On suit en particulier à
plusieurs reprises entre le lieu du procès où elle habite et le cabaret où elle
travaille une femme magnifique qui est chanteuse. Elle est pleinement de ce
monde et semble en même temps planer au-dessus. Dans sa démarche altière, dans
son corps très droit, dans sa belle voix sensuelle lorsqu’elle chante, dans son
regard qui soudain se mouille de larmes, passe une poignante tristesse mais
aussi toute la dignité silencieuse, toute l’énergie d’un peuple malmené.
Le procès est vif, les
attaques intenses mais pas unilatérales, le défenseur est certes malmené par
les faits mais pas ridiculisé, pas caricaturé, la condamnation réclamée est
symbolique et aurait valeur de reconnaissance, elle n’est pas porteuse de
volonté de revanche ou de haine.
Même si la vie continue la
tonalité générale est plutôt sombre. A la fin le revolver qui a été volé,
élément d’une intrigue minimale qui court tout le long du film, sert à un
suicide (si j’ai bien interprété cette scène, très brève), l’avenir décidément
est difficile.
C’était agréable en revenant
de discuter avec Taupin là-dessus, de confronter sa vision à la mienne. Même
s’il aurait aimé que le film nous fasse sortir un peu plus de la cour du
procès, il m’a dit y avoir reconnu au-delà du dispositif fictionnel du procès
beaucoup de l’ambiance de ces deux mois maliens, notamment dans la façon dont
s’interpénètrent façons d’être officielles et cérémonieuses et la vie
quotidienne la plus immédiate.

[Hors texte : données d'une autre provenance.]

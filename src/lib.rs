pub mod cli;
pub mod config;
pub mod database;
pub mod errors;
pub mod output;
pub mod rating;
pub mod services;
pub mod tournament;

use anyhow::{Context, Result};
use chrono::Utc;
use clap::{CommandFactory, Parser};
use log::info;

use crate::cli::{Cli, PlayerAction, RatingsAction, ResultAction, SystemAction, TournamentAction};
use crate::config::settings::AppConfig;
use crate::database::{DbConn, Participant};
use crate::errors::{rating_context, tournament_context};
use crate::rating::ApplyOutcome;
use crate::services::ratings::RatingService;
use crate::services::tournaments::{NewTournament, ReportedScores, StrategyUpdate, TournamentService};
use crate::tournament::strategy::{PairingStrategy, TiebreakStrategy};

pub fn interpret() -> Cli {
    Cli::parse()
}

pub fn build_config(cli: &Cli) -> AppConfig {
    match &cli.database {
        Some(path) => AppConfig::new().with_database_path(path.clone()),
        None => AppConfig::new(),
    }
}

fn open_database(config: &AppConfig) -> Result<DbConn> {
    let pool = database::create_pool(&config.database)?;
    let conn = database::get_connection(&pool)?;
    database::setup::ensure_schema(&conn)?;
    Ok(conn)
}

pub fn handle_init(config: &AppConfig, reset: bool) -> Result<()> {
    let pool = database::create_pool(&config.database)?;
    let conn = database::get_connection(&pool)?;

    if reset {
        database::setup::reset_database(&conn)?;
    } else {
        database::setup::ensure_schema(&conn)?;
    }

    info!("Database ready at {}", config.database.path);
    Ok(())
}

pub fn handle_player(config: &AppConfig, json: bool, action: &PlayerAction) -> Result<()> {
    let conn = open_database(config)?;

    match action {
        PlayerAction::Add { name } => {
            let player = database::players::insert_player(&conn, name)?;
            info!("Added player {} '{}'", player.id, player.name);
            if json {
                output::print_json(&player)?;
            } else {
                println!("{}", player.id);
            }
        }
        PlayerAction::List => {
            let players = database::players::list_all(&conn).context("Failed to list players")?;
            if json {
                output::print_json(&players)?;
            } else {
                output::print_players(&players);
            }
        }
    }

    Ok(())
}

pub fn handle_system(config: &AppConfig, json: bool, action: &SystemAction) -> Result<()> {
    let conn = open_database(config)?;

    match action {
        SystemAction::Add { name } => {
            let system = database::players::upsert_game_system(&conn, name)?;
            if json {
                output::print_json(&system)?;
            } else {
                println!("{}", system.id);
            }
        }
        SystemAction::List => {
            let systems = database::players::list_systems(&conn).context("Failed to list game systems")?;
            if json {
                output::print_json(&systems)?;
            } else {
                output::print_systems(&systems);
            }
        }
    }

    Ok(())
}

pub fn handle_tournament(config: &AppConfig, json: bool, action: &TournamentAction) -> Result<()> {
    let mut conn = open_database(config)?;
    let service = TournamentService::new(config.clone());

    match action {
        TournamentAction::Create {
            name,
            format,
            system,
            creator,
            rounds,
            pairing,
            tiebreak1,
            tiebreak2,
        } => {
            let new = NewTournament {
                name: name.clone(),
                creator_id: *creator,
                game_system_id: *system,
                format: (*format).into(),
                rounds_count: *rounds,
                pairing_key: pairing.clone(),
                tiebreak1_key: tiebreak1.clone(),
                tiebreak2_key: tiebreak2.clone(),
            };
            let tournament = service
                .create_tournament(&mut conn, &new)
                .context("Failed to create tournament")?;
            if json {
                output::print_json(&tournament)?;
            } else {
                println!("{}", tournament.id);
            }
        }
        TournamentAction::Configure {
            id,
            rounds,
            pairing,
            tiebreak1,
            tiebreak2,
        } => {
            let update = StrategyUpdate {
                rounds_count: *rounds,
                pairing_key: pairing.clone(),
                tiebreak1_key: tiebreak1.clone(),
                tiebreak2_key: tiebreak2.clone(),
            };
            let tournament = service
                .configure(&mut conn, *id, &update)
                .with_context(|| tournament_context("configure", *id))?;
            if json {
                output::print_json(&tournament)?;
            }
        }
        TournamentAction::List => {
            let tournaments = database::tournaments::list_all(&conn).context("Failed to list tournaments")?;
            if json {
                output::print_json(&tournaments)?;
            } else {
                output::print_tournaments(&tournaments);
            }
        }
        TournamentAction::Open { id } => {
            service
                .open_registration(&mut conn, *id)
                .with_context(|| tournament_context("open", *id))?;
        }
        TournamentAction::Register { id, player } => {
            service
                .register(&mut conn, *id, *player)
                .with_context(|| tournament_context("register for", *id))?;
        }
        TournamentAction::Unregister { id, player } => {
            service
                .unregister(&mut conn, *id, *player)
                .with_context(|| tournament_context("unregister from", *id))?;
        }
        TournamentAction::CheckIn { id, player } => {
            service
                .check_in(&mut conn, *id, *player)
                .with_context(|| tournament_context("check in to", *id))?;
        }
        TournamentAction::Lock { id } => {
            let matches = service
                .lock(&mut conn, *id)
                .with_context(|| tournament_context("lock", *id))?;
            if json {
                output::print_json(&matches)?;
            } else if !matches.is_empty() {
                let view = service.bracket(&conn, *id)?;
                output::print_bracket(&view, &load_names(&conn)?);
            }
        }
        TournamentAction::NextRound { id } => {
            let outcome = service
                .next_round(&mut conn, *id)
                .with_context(|| tournament_context("pair next round of", *id))?;
            if json {
                output::print_json(&outcome.matches)?;
            } else if outcome.is_empty() {
                println!("Not enough eligible players to pair a round");
            } else {
                output::print_matches(&outcome.matches, &load_names(&conn)?);
            }
        }
        TournamentAction::Report {
            match_id,
            a_score,
            b_score,
            a_secondary,
            b_secondary,
        } => {
            let scores = ReportedScores {
                a_score: *a_score,
                b_score: *b_score,
                a_secondary: *a_secondary,
                b_secondary: *b_secondary,
            };
            let reported = service
                .report_result(&mut conn, *match_id, scores)
                .with_context(|| format!("Failed to report match {}", match_id))?;

            // Applied inline, standing in for a queued rating job.
            let ratings = RatingService::new(config.rating.clone());
            let applied = ratings
                .apply_result(&mut conn, reported.result_id)
                .with_context(|| rating_context("apply"))?;
            print_apply(json, reported.result_id, &applied)?;
        }
        TournamentAction::Finalize { id } => {
            service
                .finalize(&mut conn, *id)
                .with_context(|| tournament_context("finalize", *id))?;
        }
        TournamentAction::Standings { id } => {
            let rows = service
                .standings(&conn, *id)
                .with_context(|| tournament_context("compute standings of", *id))?;
            if json {
                output::print_json(&rows)?;
            } else {
                output::print_standings(&rows);
            }
        }
        TournamentAction::Bracket { id } => {
            let view = service
                .bracket(&conn, *id)
                .with_context(|| tournament_context("show bracket of", *id))?;
            if json {
                output::print_json(&view.levels)?;
            } else {
                output::print_bracket(&view, &load_names(&conn)?);
            }
        }
        TournamentAction::Rounds { id } => {
            let rounds = service
                .rounds(&conn, *id)
                .with_context(|| tournament_context("list rounds of", *id))?;
            if json {
                output::print_json(&rounds)?;
            } else {
                output::print_rounds(&rounds, &load_names(&conn)?);
            }
        }
    }

    Ok(())
}

pub fn handle_result(config: &AppConfig, json: bool, action: &ResultAction) -> Result<()> {
    let mut conn = open_database(config)?;
    let ratings = RatingService::new(config.rating.clone());

    match action {
        ResultAction::Add {
            system,
            player_a,
            score_a,
            player_b,
            score_b,
            faction_a,
            faction_b,
            apply,
        } => {
            let participants = [
                Participant::new(*player_a, *score_a).with_faction(faction_a.clone()),
                Participant::new(*player_b, *score_b).with_faction(faction_b.clone()),
            ];
            let result = ratings
                .record_result(&mut conn, *system, &participants, Utc::now().naive_utc(), None)
                .context("Failed to record result")?;

            if *apply {
                let applied = ratings
                    .apply_result(&mut conn, result.id)
                    .with_context(|| rating_context("apply"))?;
                print_apply(json, result.id, &applied)?;
            } else if json {
                output::print_json(&result)?;
            } else {
                println!("{}", result.id);
            }
        }
    }

    Ok(())
}

pub fn handle_ratings(config: &AppConfig, json: bool, action: &RatingsAction) -> Result<()> {
    let mut conn = open_database(config)?;
    let ratings = RatingService::new(config.rating.clone());

    match action {
        RatingsAction::Apply { result } => {
            let applied = ratings
                .apply_result(&mut conn, *result)
                .with_context(|| rating_context("apply"))?;
            print_apply(json, *result, &applied)?;
        }
        RatingsAction::ApplyPending => {
            let summary = ratings
                .apply_pending(&mut conn)
                .with_context(|| rating_context("apply pending"))?;
            println!("Applied {} results, skipped {}", summary.applied, summary.skipped);
        }
        RatingsAction::Rebuild => {
            let summary = ratings
                .rebuild_ratings(&mut conn)
                .with_context(|| rating_context("rebuild"))?;
            println!("Replayed {} results, skipped {}", summary.applied, summary.skipped);
        }
        RatingsAction::Leaderboard { system, limit } => {
            let rows = ratings
                .leaderboard(&conn, *system, *limit)
                .with_context(|| rating_context("list"))?;
            if json {
                output::print_json(&rows)?;
            } else {
                output::print_leaderboard(&rows);
            }
        }
    }

    Ok(())
}

pub fn handle_strategies(json: bool) -> Result<()> {
    if !json {
        output::print_strategies();
        return Ok(());
    }

    let pairing: Vec<_> = PairingStrategy::ALL
        .iter()
        .map(|s| serde_json::json!({ "key": s.as_str(), "label": s.label() }))
        .collect();
    let tiebreak: Vec<_> = TiebreakStrategy::ALL
        .iter()
        .map(|s| serde_json::json!({ "key": s.as_str(), "label": s.label() }))
        .collect();
    output::print_json(&serde_json::json!({ "pairing": pairing, "tiebreak": tiebreak }))
}

pub fn handle_completions(shell: clap_complete::Shell) -> Result<()> {
    let mut command = Cli::command();
    let name = command.get_name().to_string();
    clap_complete::generate(shell, &mut command, name, &mut std::io::stdout());
    Ok(())
}

fn load_names(conn: &DbConn) -> Result<output::PlayerNames> {
    let players = database::players::list_all(conn).context("Failed to load players")?;
    Ok(output::player_names(&players))
}

fn print_apply(json: bool, result_id: i64, outcome: &ApplyOutcome) -> Result<()> {
    match outcome {
        ApplyOutcome::Applied([a, b]) => {
            if json {
                output::print_json(&serde_json::json!({
                    "result_id": result_id,
                    "ratings": [a.rating_after, b.rating_after],
                    "deltas": [a.delta, b.delta],
                }))?;
            } else {
                println!(
                    "Result {}: {} -> {} ({:+}), {} -> {} ({:+})",
                    result_id, a.rating_before, a.rating_after, a.delta, b.rating_before, b.rating_after, b.delta
                );
            }
        }
        ApplyOutcome::AlreadyApplied => println!("Result {} was already applied", result_id),
    }
    Ok(())
}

Il m’a dit y retrouver tout le charme et la
force des séances de palabres auquel il a participé avec le conseil du village,
avec les enfants jouant au milieu, les femmes vaquant autour, une sorte
d’immédiateté de la vie.
J’en profite pour vous recommander le beau blog « Chemins de poussières », d’un homme très attiré par l’Afrique, très sensibilisé aux difficultés qu’elle subit et qui en parle, entre bien d’autres sujets, avec une grande sensibilité quoique de façon souvent assez désespérée (mais hélas on peut le comprendre).